3.4. Incidence of Subclinical Mastitis
The evaluation of the presence of subclinical inflammation in the mammary gland in response to CMT is shown in Table 4. In total, 300 cows and 1200 mammary quarters were evaluated. It was found that 71.1% of the mammary quarters were negative for CMT, 21.3% presented trace levels and the remaining 7.6% had positive results (++ or +++). Average CMT positivity per mammary quarter was similar with values ranging between 7.6–8%. Of the studied cows, 229 (76%) presented negative or trace CMT results, while the remaining animals (24%) showed one or more quarters with some degree of positivity. These results indicate that the degree of mammary gland affectation in the analyzed dual-purpose systems was low, with only 7.6% of the quarters with two or more degrees of positivity.
The factors influencing the number of CMT-positive quarters are shown in Table 5.
Only the season, third of lactation, and the variable resulting from the combination between a third of lactation and individual milk production significantly affect the CMT-positive quarters (p < 0.05). In general, a greater positivity was observed during the rainy season and in cows finishing lactation (last third) and with low production levels (1.2 to 3.5 kg/day).
4. Discussion
4.1. Raw Milk Composition
The observed milk quality values are like other reports obtained in tropical conditions [11,19]. Fat and protein values of 3.7 and 3.3%, respectively, have been found under low tropical conditions, with CFU below 500.000/mL [3]. During the descriptive analysis, it was observed that in the rainy and dry seasons of the evaluated systems, 50 and 26.7%, respectively, of the farms presented fat and protein percentages equal to or higher than the values reported for the low tropics. This evidence a high variability in milk quality due to the season factor, causing 50 to 73.3% of the farms to present low fat and protein values during the year.
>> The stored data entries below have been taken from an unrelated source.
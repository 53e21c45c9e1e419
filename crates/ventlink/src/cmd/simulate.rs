use serde::Serialize;
use ventlink_backend::{
    AlarmLimits, Backend, BackendConfig, CycleMeasurements, LinkDriver, MessageType, OutputStatus,
    Parameters, ParametersRequest, Range, StateSegment, StateStore, States, VentilationMode,
};
use ventlink_protocol::{Crc32c, ScheduleEntry};
use ventlink_transport::{bridge, QueueTransport};

use crate::cmd::SimulateArgs;
use crate::config;
use crate::exit::{backend_error, CliError, CliResult, SUCCESS};
use crate::output::{print_json, print_table, OutputFormat};

type Endpoint = LinkDriver<QueueTransport<1024>, Crc32c, States>;

#[derive(Debug, Clone, Copy, PartialEq, Eq, Serialize)]
#[serde(rename_all = "snake_case")]
enum Direction {
    DeviceToHost,
    HostToDevice,
}

#[derive(Debug, Serialize)]
struct Delivery {
    tick: u32,
    direction: Direction,
    kind: MessageType,
    state: Option<StateSegment>,
}

#[derive(Debug, Default, Serialize)]
struct SimulateOutput {
    ticks: u32,
    device_frames: usize,
    host_frames: usize,
    dropped_frames: usize,
    deliveries: Vec<Delivery>,
}

pub fn run(args: SimulateArgs, format: OutputFormat) -> CliResult<i32> {
    if args.drop_every == Some(0) {
        return Err(CliError::usage("--drop-every must be greater than zero"));
    }
    let device_config = config::load(args.config.as_deref())?;
    let out = simulate(args.ticks, &device_config, args.drop_every)?;
    print_output(&out, format);
    Ok(SUCCESS)
}

fn endpoint(config: &BackendConfig, states: States) -> CliResult<Endpoint> {
    let backend = Backend::new(Crc32c, states, config)
        .map_err(|err| backend_error("invalid backend config", err))?;
    Ok(LinkDriver::new(QueueTransport::new(), backend))
}

fn device_states() -> States {
    States {
        parameters: Parameters {
            ventilating: true,
            mode: VentilationMode::PcAc,
            fio2: 40.0,
            flow: 30.0,
            pip: 20.0,
            peep: 5.0,
            vt: 450.0,
            rr: 15.0,
            ie: 0.5,
            ..Default::default()
        },
        alarm_limits: AlarmLimits {
            spo2: Range::new(90, 100),
            hr: Range::new(50, 120),
            rr: Range::new(8, 30),
            ..Default::default()
        },
        ..Default::default()
    }
}

fn host_states() -> States {
    States {
        parameters_request: ParametersRequest {
            ventilating: true,
            mode: VentilationMode::PcAc,
            rr: 18.0,
            ..Default::default()
        },
        ..Default::default()
    }
}

/// Advance the device's live readings to `tick`.
fn update_device(states: &mut States, tick: u32) {
    let phase = (tick % 40) as f32 / 40.0;
    let measurements = &mut states.sensor_measurements;
    measurements.time = u64::from(tick);
    measurements.cycle = tick / 40;
    measurements.paw = if phase < 0.33 { 20.0 } else { 5.0 };
    measurements.flow = if phase < 0.33 { 30.0 } else { -10.0 };
    measurements.volume = 450.0 * phase.min(0.33) / 0.33;
    measurements.fio2 = 40.0;
    measurements.spo2 = 97.0;
    measurements.hr = 72.0;

    if tick % 40 == 0 {
        states.cycle_measurements = CycleMeasurements {
            time: u64::from(tick),
            vt: 450.0,
            rr: 15.0,
            peep: 5.0,
            pip: 20.0,
            ip: 18.0,
            ve: 6.75,
        };
    }
}

fn simulate(
    ticks: u32,
    device_config: &BackendConfig,
    drop_every: Option<u32>,
) -> CliResult<SimulateOutput> {
    let host_config = BackendConfig::with_schedule([
        ScheduleEntry::new(50, MessageType::ParametersRequest),
        ScheduleEntry::new(50, MessageType::AlarmLimitsRequest),
    ]);
    let mut device = endpoint(device_config, device_states())?;
    let mut host = endpoint(&host_config, host_states())?;
    let mut out = SimulateOutput {
        ticks,
        ..Default::default()
    };

    for tick in 1..=ticks {
        update_device(device.backend_mut().states_mut(), tick);
        device.update_clock(tick);
        host.update_clock(tick);

        if send(&mut device)? {
            out.device_frames += 1;
            let device_frames = u32::try_from(out.device_frames).unwrap_or(u32::MAX);
            if drop_every.is_some_and(|n| device_frames % n == 0) {
                tracing::info!(tick, "dropping device frame");
                device.transport_mut().drain_transmitted().for_each(drop);
                out.dropped_frames += 1;
            }
        }
        if send(&mut host)? {
            out.host_frames += 1;
        }

        bridge(device.transport_mut(), host.transport_mut());
        host.receive_with(|kind, states| {
            out.deliveries.push(Delivery {
                tick,
                direction: Direction::DeviceToHost,
                kind,
                state: states.read(kind),
            })
        });
        device.receive_with(|kind, states| {
            out.deliveries.push(Delivery {
                tick,
                direction: Direction::HostToDevice,
                kind,
                state: states.read(kind),
            })
        });
    }

    tracing::debug!(
        deliveries = out.deliveries.len(),
        device_frames = out.device_frames,
        host_frames = out.host_frames,
        "simulation finished"
    );
    Ok(out)
}

fn send(endpoint: &mut Endpoint) -> CliResult<bool> {
    let status = endpoint
        .send()
        .map_err(|err| backend_error("send failed", err))?;
    Ok(status == OutputStatus::Available)
}

fn print_output(out: &SimulateOutput, format: OutputFormat) {
    match format {
        OutputFormat::Json => print_json(out),
        OutputFormat::Table => print_table(
            &["TICK", "DIRECTION", "KIND", "STATE"],
            out.deliveries.iter().map(|delivery| {
                [
                    delivery.tick.to_string(),
                    direction_name(delivery.direction).to_string(),
                    delivery.kind.to_string(),
                    delivery
                        .state
                        .as_ref()
                        .and_then(|state| serde_json::to_string(state).ok())
                        .unwrap_or_default(),
                ]
            }),
        ),
        OutputFormat::Pretty => {
            for delivery in &out.deliveries {
                println!(
                    "tick {:>5} {} {}",
                    delivery.tick,
                    direction_name(delivery.direction),
                    delivery.kind
                );
            }
            println!(
                "{} ticks, {} device frames ({} dropped), {} host frames, {} delivered",
                out.ticks,
                out.device_frames,
                out.dropped_frames,
                out.host_frames,
                out.deliveries.len()
            );
        }
        OutputFormat::Raw => {
            for delivery in &out.deliveries {
                print_json(delivery);
            }
        }
    }
}

fn direction_name(direction: Direction) -> &'static str {
    match direction {
        Direction::DeviceToHost => "device->host",
        Direction::HostToDevice => "host->device",
    }
}
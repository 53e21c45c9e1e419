use heapless::Vec;

use crate::chunks::{ChunkInput, ChunkMerger, ChunkOutput, ChunkSplitter};
use crate::cobs;
use crate::error::Result;

/// Frame delimiter on the wire.
pub const DELIMITER: u8 = 0x00;

/// Maximum decoded frame payload.
pub const FRAME_PAYLOAD_MAX_SIZE: usize = 254;

/// Maximum COBS-encoded frame body, excluding the delimiter.
pub const ENCODED_MAX_SIZE: usize = FRAME_PAYLOAD_MAX_SIZE + 1;

/// Maximum frame on the wire, including the delimiter.
pub const CHUNK_MAX_SIZE: usize = FRAME_PAYLOAD_MAX_SIZE + 2;

/// Decoded frame payload.
pub type PayloadBuffer = Vec<u8, FRAME_PAYLOAD_MAX_SIZE>;

/// Encoded frame body as collected by the receiver.
pub type EncodedBuffer = Vec<u8, ENCODED_MAX_SIZE>;

/// Complete outgoing frame, delimiter included.
pub type ChunkBuffer = Vec<u8, CHUNK_MAX_SIZE>;

/// Progress reported by [`FrameReceiver::input`].
#[derive(Debug, Clone, Copy, PartialEq, Eq)]
pub enum FrameInput {
    /// Byte buffered, frame incomplete.
    Pending,
    /// A complete frame is waiting in the receiver.
    Ready,
    /// A ready frame was never read and a new, incomplete one replaced it.
    ///
    /// When the replacing frame completes on the same byte, `Ready` is
    /// reported instead and [`FrameReceiver::overwritten`] is set.
    Overwritten,
}

/// Result of [`FrameReceiver::output`].
#[derive(Debug, Clone, Copy, PartialEq, Eq)]
pub enum FrameOutput {
    /// The decoded payload was written to the output buffer.
    Available,
    /// No complete frame has been received yet.
    Waiting,
}

/// Collects delimited frames byte by byte and COBS-decodes them.
#[derive(Debug, Clone)]
pub struct FrameReceiver {
    splitter: ChunkSplitter<ENCODED_MAX_SIZE>,
}

impl FrameReceiver {
    pub const fn new() -> Self {
        Self {
            splitter: ChunkSplitter::new(DELIMITER),
        }
    }

    /// Feed one byte from the link.
    pub fn input(&mut self, byte: u8) -> Result<FrameInput> {
        match self.splitter.input(byte)? {
            ChunkInput::Ready => Ok(FrameInput::Ready),
            ChunkInput::Pending if self.splitter.overwritten() => Ok(FrameInput::Overwritten),
            ChunkInput::Pending => Ok(FrameInput::Pending),
        }
    }

    /// Whether the most recent [`input`](Self::input) dropped an unread frame.
    pub fn overwritten(&self) -> bool {
        self.splitter.overwritten()
    }

    /// Decode the completed frame into `output`.
    pub fn output(&mut self, output: &mut PayloadBuffer) -> Result<FrameOutput> {
        let mut encoded = EncodedBuffer::new();
        if self.splitter.output(&mut encoded)? == ChunkOutput::Waiting {
            return Ok(FrameOutput::Waiting);
        }

        cobs::decode(&encoded, output)?;
        tracing::trace!(encoded = encoded.len(), decoded = output.len(), "frame decoded");
        Ok(FrameOutput::Available)
    }
}

impl Default for FrameReceiver {
    fn default() -> Self {
        Self::new()
    }
}

/// COBS-encodes a payload and terminates it with the delimiter.
#[derive(Debug, Clone, Copy)]
pub struct FrameSender {
    merger: ChunkMerger,
}

impl FrameSender {
    pub const fn new() -> Self {
        Self {
            merger: ChunkMerger::new(DELIMITER),
        }
    }

    /// Write the complete wire frame for `payload` into `output`.
    pub fn transform(&self, payload: &[u8], output: &mut ChunkBuffer) -> Result<()> {
        cobs::encode(payload, output)?;
        self.merger.transform(output)?;
        Ok(())
    }
}

impl Default for FrameSender {
    fn default() -> Self {
        Self::new()
    }
}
This behavior can be attributed to the variability associated with the availability and quality of the forages used for grazing, especially during the dry season (December–March) when the water deficit severely limits forage biomass production and quality [20,21] prevented from meeting the animal’s nutritional requirements, affecting the milk volume and quality in terms of fat and protein levels [22]. In this sense, the implementation of nutritional alternatives or supplementation practices during the critical seasons has shown to be useful to increase milk production and maintain its solids composition during the year [23].
Regarding the CFU, it was observed that, in the rainy and dry seasons, 33.3 and 23.3%, respectively, of the farms presented values higher than 300.000 CFU/mL, which is the limit allowed for the quality bonuses payment for the production systems located in the studied region [24]. Other studies have reported higher total bacteria counts in tank milk samples during wet and rainy seasons, mainly attributed to the greater difficulty in handling animals with a high presence of sludge in the mammary gland and extremities during milking, and to the increases in the probability of making milk handling errors under these conditions [25,26]. Despite the observed variation in the CFU during the evaluated seasons, between 66.7 to 76.7% of the farms showed CFU values lower than 300.000 CFU/mL, which suggests that within the evaluated systems, the post-milking management does not imply a significant risk on the product sanitary quality, however, there are opportunities for improvement, so it is necessary to re-evaluate the methods of obtaining and storing the milk [19].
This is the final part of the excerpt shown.